What I Look for When Buying Microfiber Towels (and the Brands I've Stopped Using)

I've been through a lot of microfiber in my time detailing cars. Some of it has been genuinely excellent. Some of it has scratched paint I then had to polish out. The difference between a quality microfiber towel and a cheap one isn't obvious from looking at them on a shelf — it shows up on your paint after the first use.

Here's what I actually look for when buying microfiber, and the specific characteristics that separate a towel that protects paint from one that damages it.

GSM: what it means and what it doesn't

GSM (grams per square meter) is the weight of the microfiber fabric and is often used as a proxy for quality. Higher GSM generally means more fiber per square inch, which means more surface area to absorb liquid or trap dirt without dragging it. For drying towels, you generally want 400–800 GSM. For panel wiping and coating removal, 300–400 GSM is more useful — the thinner pile is easier to work with and gives you better feel for the surface underneath.

But GSM is only part of the story. A towel can have high GSM and still be made from low-quality fibers that scratch. What matters more than weight is the blend ratio and the edge construction.

The blend ratio that matters

Microfiber is typically a blend of polyester and polyamide (nylon). The ratio matters: an 80/20 or 70/30 split favors polyester, which is more absorbent. A 50/50 split gives you softer, more polishing-appropriate fiber that's slightly less absorbent but gentler on delicate surfaces. For general paint work, I prefer 70/30 for its versatility. For glass and ceramic coating removal, 50/50 tends to leave fewer streaks.

Edge construction

The edges of a microfiber towel are where most paint scratching actually happens. Low-quality towels have sewn or serged edges with thread that's harder than the face fiber. When you're wiping a panel and the edge drags across the clear coat, it scratches. The solution is a towel with a tagless, edgeless, or silk-banded edge. Folding the towel to keep edges away from the paint is also good practice, but a proper edgeless construction eliminates the risk entirely — and is the only type I use on paint anymore.

The Rag Company: why I keep coming back

I've tried a lot of brands over the years. The brand I keep coming back to is The Rag Company. Their Edgeless 365 and Eagle 500 are workhorses — I use them for drying, panel wipes, and general detailing. Their Minx Twist drying towel is one of the best large drying towels I've used on a full-size truck or SUV.
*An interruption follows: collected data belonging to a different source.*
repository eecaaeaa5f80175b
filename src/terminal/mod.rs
pub mod input_event;
pub mod terminal;
pub mod terminal_event;

pub use input_event::{KeyCode, KeyEvent, KeyModifiers};
pub use terminal::{Size, Terminal};
pub use terminal_event::TerminalEvent;
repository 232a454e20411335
//! Scene management system
//!
//! A [`Scene`] is one swappable unit of game state (a level, a menu). The
//! engine owns at most one current scene and at most one pending scene in a
//! [`SceneManager`], and swaps them at the start of a frame.
//!
//! ## Lifecycle
//!
//! ```text
//! load_scene ──► pending ──(start of next frame)──► current ──(replaced)──► dropped
//!                   │                                  │
//!            superseded by another                 init_scene once,
//!            load_scene: dropped                   then update/render
//!                                                  every frame
//! ```

mod scene_manager;

pub use scene_manager::SceneManager;

use crate::application::AppError;
use crate::assets::ImageManager;
use crate::audio::AudioSystem;
use crate::input::InputManager;
use crate::render::{Renderer, TextureManager};

/// Engine services lent to a scene for the duration of one call
pub struct SceneContext<'a> {
    /// Image cache
    pub images: &'a mut ImageManager,
    /// Texture cache
    pub textures: &'a mut TextureManager,
    /// Rendering backend
    pub renderer: &'a mut dyn Renderer,
    /// Input state for the current frame
    pub input: &'a InputManager,
    /// Audio settings
    pub audio: &'a mut AudioSystem,
    requested_scene: Option<Box<dyn Scene>>,
}

impl<'a> SceneContext<'a> {
    /// Bundle engine services for a scene call
    pub fn new(
        images: &'a mut ImageManager,
        textures: &'a mut TextureManager,
        renderer: &'a mut dyn Renderer,
        input: &'a InputManager,
        audio: &'a mut AudioSystem,
    ) -> Self {
        Self {
            images,
            textures,
            renderer,
            input,
            audio,
            requested_scene: None,
        }
    }

    /// Ask the engine to switch to `scene` at the start of the next frame
    ///
    /// A later request in the same call replaces an earlier one.
    pub fn load_scene(&mut self, scene: Box<dyn Scene>) {
        self.requested_scene = Some(scene);
    }

    /// Take the scene requested through [`SceneContext::load_scene`], if any
    pub fn take_requested_scene(&mut self) -> Option<Box<dyn Scene>> {
        self.requested_scene.take()
    }
}

/// A game level or state driven by the engine
///
/// Dropping the scene is its teardown.
pub trait Scene {
    /// Name used in logs
    fn name(&self) -> &str {
        "scene"
    }

    /// Called exactly once, when the scene becomes current
    fn init_scene(&mut self, ctx: &mut SceneContext<'_>) -> Result<(), AppError>;

    /// Called once per frame while current
    fn update(&mut self, ctx: &mut SceneContext<'_>, delta_time: f32) -> Result<(), AppError>;

    /// Called once per frame while current, unless a transition is in flight
    fn render(&mut self, ctx: &mut SceneContext<'_>) -> Result<(), AppError>;
}
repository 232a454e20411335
//! Resource handles
//!
//! A [`ResourceHandle`] names a slot in one particular [`super::ResourceManager`].
//! It carries the id of the cache that issued it, so resolving it against any
//! other cache misses instead of aliasing an unrelated resource.

use std::fmt;
use std::hash::{Hash, Hasher};
use std::sync::atomic::{AtomicU64, Ordering};

use crate::foundation::collections::{DefaultKey, TypedHandle};

static NEXT_CACHE_ID: AtomicU64 = AtomicU64::new(1);

/// Identity of a resource cache instance
#[derive(Debug, Clone, Copy, PartialEq, Eq, Hash)]
pub struct CacheId(u64);

impl CacheId {
    /// Allocate a process-unique cache id
    pub(crate) fn next() -> Self {
        Self(NEXT_CACHE_ID.fetch_add(1, Ordering::Relaxed))
    }
}

/// Opaque, copyable reference to a cached resource of type `T`
pub struct ResourceHandle<T> {
    cache: CacheId,
    slot: TypedHandle<T>,
}

impl<T> ResourceHandle<T> {
    pub(crate) fn new(cache: CacheId, key: DefaultKey) -> Self {
        Self {
            cache,
            slot: TypedHandle::new(key),
        }
    }

    /// The cache that issued this handle
    pub fn cache_id(&self) -> CacheId {
        self.cache
    }

    pub(crate) fn key(&self) -> DefaultKey {
        self.slot.key()
    }
}

impl<T> Clone for ResourceHandle<T> {
    fn clone(&self) -> Self {
        *self
    }
}

impl<T> Copy for ResourceHandle<T> {}

impl<T> PartialEq for ResourceHandle<T> {
    fn eq(&self, other: &Self) -> bool {
        self.cache == other.cache && self.slot == other.slot
    }
}

impl<T> Eq for ResourceHandle<T> {}

impl<T> Hash for ResourceHandle<T> {
    fn hash<H: Hasher>(&self, state: &mut H) {
        self.cache.hash(state);
        self.slot.hash(state);
    }
}

impl<T> fmt::Debug for ResourceHandle<T> {
    fn fmt(&self, f: &mut fmt::Formatter<'_>) -> fmt::Result {
        f.debug_struct("ResourceHandle")
            .field("cache", &self.cache)
            .field("slot", &self.slot.key())
            .finish()
    }
}
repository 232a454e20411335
//! Demo scenes: a title card that hands over to a play field

use hurricane_engine::prelude::*;

/// Name of the checkerboard image shared by both scenes
pub const CHECKER: &str = "checker";

/// Title card; switches to [`PlayScene`] after a number of frames or on Space
pub struct TitleScene {
    frames_left: u32,
    switched: bool,
}

impl TitleScene {
    /// Show the title for `frames` frames
    pub fn new(frames: u32) -> Self {
        Self {
            frames_left: frames,
            switched: false,
        }
    }
}

impl Scene for TitleScene {
    fn name(&self) -> &str {
        "title"
    }

    fn init_scene(&mut self, ctx: &mut SceneContext<'_>) -> Result<(), AppError> {
        let image = ctx.images.image_by_name(CHECKER)?;
        log::info!("Title scene ready ({}x{} backdrop)", image.width, image.height);
        Ok(())
    }

    fn update(&mut self, ctx: &mut SceneContext<'_>, _delta_time: f32) -> Result<(), AppError> {
        if self.switched {
            return Ok(());
        }

        self.frames_left = self.frames_left.saturating_sub(1);
        if self.frames_left == 0 || ctx.input.was_key_pressed(KeyCode::Space) {
            self.switched = true;
            ctx.load_scene(Box::new(PlayScene::new()));
        }
        Ok(())
    }

    fn render(&mut self, ctx: &mut SceneContext<'_>) -> Result<(), AppError> {
        ctx.renderer.render_primitive(PrimitiveType::TriangleStrip);
        Ok(())
    }
}

/// Pulses the board between two brightness levels
pub struct PulseEffect {
    phase: f32,
    passes: u64,
}

impl PulseEffect {
    fn new() -> Self {
        Self { phase: 0.0, passes: 0 }
    }

    fn advance(&mut self, delta_time: f32) {
        self.phase = (self.phase + delta_time) % 1.0;
    }

    /// Current brightness in `[0.5, 1.0]`
    pub fn brightness(&self) -> f32 {
        0.75 + 0.25 * (self.phase * std::f32::consts::TAU).sin()
    }
}

impl Effect for PulseEffect {
    fn apply_effect(&mut self, renderer: &mut dyn Renderer) {
        log::trace!("{} pulse at {:.2} on {}", self.material_name(), self.brightness(), renderer.name());
    }

    fn post_effect(&mut self, _renderer: &mut dyn Renderer) {
        self.passes += 1;
    }

    fn material_name(&self) -> &str {
        "pulse"
    }
}

/// Play field drawing the checkerboard texture
pub struct PlayScene {
    board: Option<ResourceHandle<Texture>>,
    effect: PulseEffect,
    elapsed: f32,
}

impl PlayScene {
    /// Create the scene; the texture is uploaded on init
    pub fn new() -> Self {
        Self {
            board: None,
            effect: PulseEffect::new(),
            elapsed: 0.0,
        }
    }
}

impl Default for PlayScene {
    fn default() -> Self {
        Self::new()
    }
}

impl Scene for PlayScene {
    fn name(&self) -> &str {
        "play"
    }

    fn init_scene(&mut self, ctx: &mut SceneContext<'_>) -> Result<(), AppError> {
        let image = ctx.images.image_by_name(CHECKER)?;
        let handle = ctx
            .textures
            .create_texture(ctx.renderer, CHECKER, image, TextureParams::pixel_art())?;
        self.board = Some(handle);
        log::info!("Play scene ready");
        Ok(())
    }

    fn update(&mut self, _ctx: &mut SceneContext<'_>, delta_time: f32) -> Result<(), AppError> {
        self.elapsed += delta_time;
        self.effect.advance(delta_time);
        Ok(())
    }

    fn render(&mut self, ctx: &mut SceneContext<'_>) -> Result<(), AppError> {
        let handle = self
            .board
            .ok_or_else(|| AppError::GameLogic("play scene rendered before init".to_string()))?;
        ctx.textures.texture(handle)?;

        self.effect.apply_effect(ctx.renderer);
        ctx.renderer.render_primitive(PrimitiveType::Triangles);
        self.effect.post_effect(ctx.renderer);
        Ok(())
    }
}

impl Drop for PlayScene {
    fn drop(&mut self) {
        log::info!(
            "Play scene closed after {:.2}s, {} effect passes",
            self.elapsed,
            self.effect.passes
        );
    }
}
What I like about The Rag Company specifically is consistency between batches. Cheap microfiber from unknown brands often varies significantly from order to order — sometimes you get a great batch, sometimes something scratchy and low-quality. With The Rag Company, I know what I'm getting every time. That predictability matters when the alternative is discovering a bad batch on a freshly corrected panel.

What I've stopped using

I've stopped buying any microfiber that doesn't specify the fiber blend ratio and GSM. If a brand doesn't tell you what's in the towel, assume they're hiding mediocre specifications. I've also stopped using any towel with a sewn edge for paint work — it's a cosmetic mistake waiting to happen. And I no longer use anything from a big box store for anything except washing wheels or wiping down tires. The cost savings are not worth the risk to your paint.

Washing and caring for microfiber

Even a great microfiber towel becomes a paint-scratching hazard if it's washed incorrectly. Wash microfiber separately from other laundry — lint from cotton towels will contaminate the fibers and reduce their effectiveness. Use a small amount of liquid detergent (no fabric softener — it coats the fibers and ruins absorbency) and wash on a low heat cycle. Line dry or tumble dry low. Never wash a towel that's been used with tire dressing or silicone-heavy products alongside your paint towels.

Good microfiber is an investment, not a consumable. Treated well, a quality towel from The Rag Company will last for years. Treated poorly, even an expensive towel will scratch your paint inside of a month. The towel is only as good as how you care for it — and the same goes for your paint.